*** Opening GIVEN RECORDS ***

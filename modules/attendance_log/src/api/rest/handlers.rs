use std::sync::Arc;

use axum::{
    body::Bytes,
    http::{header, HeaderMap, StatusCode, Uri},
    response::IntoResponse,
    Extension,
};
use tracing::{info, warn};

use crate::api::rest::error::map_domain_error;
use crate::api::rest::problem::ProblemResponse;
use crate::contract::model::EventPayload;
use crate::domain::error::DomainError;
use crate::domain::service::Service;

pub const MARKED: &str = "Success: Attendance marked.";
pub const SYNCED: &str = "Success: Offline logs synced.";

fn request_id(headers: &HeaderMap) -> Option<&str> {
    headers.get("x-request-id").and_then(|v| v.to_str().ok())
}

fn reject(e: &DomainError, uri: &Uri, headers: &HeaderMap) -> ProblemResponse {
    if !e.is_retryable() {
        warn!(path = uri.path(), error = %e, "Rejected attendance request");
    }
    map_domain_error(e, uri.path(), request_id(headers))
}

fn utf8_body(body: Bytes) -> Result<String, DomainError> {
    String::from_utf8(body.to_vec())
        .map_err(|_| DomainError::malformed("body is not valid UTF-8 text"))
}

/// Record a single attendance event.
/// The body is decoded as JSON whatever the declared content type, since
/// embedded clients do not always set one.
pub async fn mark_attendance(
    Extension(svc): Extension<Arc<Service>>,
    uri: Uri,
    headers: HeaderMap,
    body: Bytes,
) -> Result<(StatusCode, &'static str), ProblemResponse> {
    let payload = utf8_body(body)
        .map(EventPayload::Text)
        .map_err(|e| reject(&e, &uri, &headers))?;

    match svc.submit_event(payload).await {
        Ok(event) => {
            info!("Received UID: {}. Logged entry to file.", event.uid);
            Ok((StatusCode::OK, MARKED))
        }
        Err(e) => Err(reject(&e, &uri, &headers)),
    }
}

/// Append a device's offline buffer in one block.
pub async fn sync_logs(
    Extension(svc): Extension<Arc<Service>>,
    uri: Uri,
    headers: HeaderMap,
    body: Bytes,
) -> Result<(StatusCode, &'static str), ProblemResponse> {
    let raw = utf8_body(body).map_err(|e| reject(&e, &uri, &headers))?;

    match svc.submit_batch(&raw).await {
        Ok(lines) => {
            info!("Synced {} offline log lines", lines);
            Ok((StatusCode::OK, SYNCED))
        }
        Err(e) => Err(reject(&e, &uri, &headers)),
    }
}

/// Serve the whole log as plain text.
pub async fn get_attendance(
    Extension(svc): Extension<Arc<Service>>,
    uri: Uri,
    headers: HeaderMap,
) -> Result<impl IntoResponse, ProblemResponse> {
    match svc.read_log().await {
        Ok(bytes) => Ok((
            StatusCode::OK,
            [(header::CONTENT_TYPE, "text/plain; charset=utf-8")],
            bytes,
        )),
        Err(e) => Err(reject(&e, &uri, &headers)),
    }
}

*** Closing GIVEN RECORDS ***

• [ASSIGNED TASK]: All lines from the start of the entries through the line where "String::from_utf8(body.to_vec())" sits should be duplicated exactly, with nothing else in the output.

• [RESULT OF THIS TASK]:
filename modules/attendance_log/src/api/rest/handlers.rs
use std::sync::Arc;

use axum::{
    body::Bytes,
    http::{header, HeaderMap, StatusCode, Uri},
    response::IntoResponse,
    Extension,
};
use tracing::{info, warn};

use crate::api::rest::error::map_domain_error;
use crate::api::rest::problem::ProblemResponse;
use crate::contract::model::EventPayload;
use crate::domain::error::DomainError;
use crate::domain::service::Service;

pub const MARKED: &str = "Success: Attendance marked.";
pub const SYNCED: &str = "Success: Offline logs synced.";

fn request_id(headers: &HeaderMap) -> Option<&str> {
    headers.get("x-request-id").and_then(|v| v.to_str().ok())
}

fn reject(e: &DomainError, uri: &Uri, headers: &HeaderMap) -> ProblemResponse {
    if !e.is_retryable() {
        warn!(path = uri.path(), error = %e, "Rejected attendance request");
    }
    map_domain_error(e, uri.path(), request_id(headers))
}

fn utf8_body(body: Bytes) -> Result<String, DomainError> {
    String::from_utf8(body.to_vec())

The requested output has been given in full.